▶

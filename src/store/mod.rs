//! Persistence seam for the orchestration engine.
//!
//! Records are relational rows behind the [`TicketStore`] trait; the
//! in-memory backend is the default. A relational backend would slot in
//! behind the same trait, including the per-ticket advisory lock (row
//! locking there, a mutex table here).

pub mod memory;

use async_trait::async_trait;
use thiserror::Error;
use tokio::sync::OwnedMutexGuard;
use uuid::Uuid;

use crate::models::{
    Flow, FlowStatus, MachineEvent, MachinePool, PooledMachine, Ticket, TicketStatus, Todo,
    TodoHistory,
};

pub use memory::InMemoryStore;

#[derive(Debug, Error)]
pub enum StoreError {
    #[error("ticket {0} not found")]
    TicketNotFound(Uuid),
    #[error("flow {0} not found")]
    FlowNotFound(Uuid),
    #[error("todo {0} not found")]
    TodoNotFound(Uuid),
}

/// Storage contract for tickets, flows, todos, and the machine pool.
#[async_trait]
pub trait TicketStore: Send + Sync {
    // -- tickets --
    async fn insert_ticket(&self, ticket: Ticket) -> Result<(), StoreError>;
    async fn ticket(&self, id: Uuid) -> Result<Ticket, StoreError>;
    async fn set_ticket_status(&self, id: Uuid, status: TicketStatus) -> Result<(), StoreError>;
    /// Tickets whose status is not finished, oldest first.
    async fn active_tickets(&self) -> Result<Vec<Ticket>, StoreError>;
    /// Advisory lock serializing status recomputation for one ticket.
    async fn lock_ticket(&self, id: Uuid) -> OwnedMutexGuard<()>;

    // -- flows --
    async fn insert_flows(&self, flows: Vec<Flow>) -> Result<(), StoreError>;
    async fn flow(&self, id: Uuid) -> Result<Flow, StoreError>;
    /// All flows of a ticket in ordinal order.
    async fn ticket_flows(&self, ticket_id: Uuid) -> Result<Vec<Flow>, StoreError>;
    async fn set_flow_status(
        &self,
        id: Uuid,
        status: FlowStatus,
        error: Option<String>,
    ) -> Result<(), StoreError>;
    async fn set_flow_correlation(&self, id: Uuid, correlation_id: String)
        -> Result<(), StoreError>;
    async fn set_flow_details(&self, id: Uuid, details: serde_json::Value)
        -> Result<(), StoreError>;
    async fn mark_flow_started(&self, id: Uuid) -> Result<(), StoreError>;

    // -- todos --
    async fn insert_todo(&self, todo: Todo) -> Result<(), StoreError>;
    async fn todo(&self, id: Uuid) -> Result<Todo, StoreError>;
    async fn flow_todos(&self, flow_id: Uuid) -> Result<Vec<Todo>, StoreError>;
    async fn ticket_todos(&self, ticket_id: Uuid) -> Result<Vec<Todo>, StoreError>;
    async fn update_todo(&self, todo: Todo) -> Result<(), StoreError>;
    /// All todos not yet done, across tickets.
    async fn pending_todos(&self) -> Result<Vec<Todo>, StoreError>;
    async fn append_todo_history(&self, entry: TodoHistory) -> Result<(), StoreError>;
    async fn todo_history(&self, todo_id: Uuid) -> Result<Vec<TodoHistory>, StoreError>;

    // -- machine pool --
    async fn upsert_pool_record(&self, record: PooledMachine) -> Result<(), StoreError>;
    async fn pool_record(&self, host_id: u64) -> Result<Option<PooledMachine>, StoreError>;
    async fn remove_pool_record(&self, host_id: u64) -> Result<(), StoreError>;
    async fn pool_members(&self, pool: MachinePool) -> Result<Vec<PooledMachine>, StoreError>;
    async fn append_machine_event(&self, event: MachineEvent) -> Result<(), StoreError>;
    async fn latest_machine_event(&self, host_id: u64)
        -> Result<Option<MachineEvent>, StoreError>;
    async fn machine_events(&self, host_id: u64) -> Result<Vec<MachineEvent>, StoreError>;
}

◀

◆ TASK DIRECTIONS
Copy out the entries above exactly as given, starting at the top and ending with the line containing "async fn flow(&self, id: Uuid)"; include both and nothing more.

◆ TASK RESPONSE
filename src/store/mod.rs
//! Persistence seam for the orchestration engine.
//!
//! Records are relational rows behind the [`TicketStore`] trait; the
//! in-memory backend is the default. A relational backend would slot in
//! behind the same trait, including the per-ticket advisory lock (row
//! locking there, a mutex table here).

pub mod memory;

use async_trait::async_trait;
use thiserror::Error;
use tokio::sync::OwnedMutexGuard;
use uuid::Uuid;

use crate::models::{
    Flow, FlowStatus, MachineEvent, MachinePool, PooledMachine, Ticket, TicketStatus, Todo,
    TodoHistory,
};

pub use memory::InMemoryStore;

#[derive(Debug, Error)]
pub enum StoreError {
    #[error("ticket {0} not found")]
    TicketNotFound(Uuid),
    #[error("flow {0} not found")]
    FlowNotFound(Uuid),
    #[error("todo {0} not found")]
    TodoNotFound(Uuid),
}

/// Storage contract for tickets, flows, todos, and the machine pool.
#[async_trait]
pub trait TicketStore: Send + Sync {
    // -- tickets --
    async fn insert_ticket(&self, ticket: Ticket) -> Result<(), StoreError>;
    async fn ticket(&self, id: Uuid) -> Result<Ticket, StoreError>;
    async fn set_ticket_status(&self, id: Uuid, status: TicketStatus) -> Result<(), StoreError>;
    /// Tickets whose status is not finished, oldest first.
    async fn active_tickets(&self) -> Result<Vec<Ticket>, StoreError>;
    /// Advisory lock serializing status recomputation for one ticket.
    async fn lock_ticket(&self, id: Uuid) -> OwnedMutexGuard<()>;

    // -- flows --
    async fn insert_flows(&self, flows: Vec<Flow>) -> Result<(), StoreError>;
    async fn flow(&self, id: Uuid) -> Result<Flow, StoreError>;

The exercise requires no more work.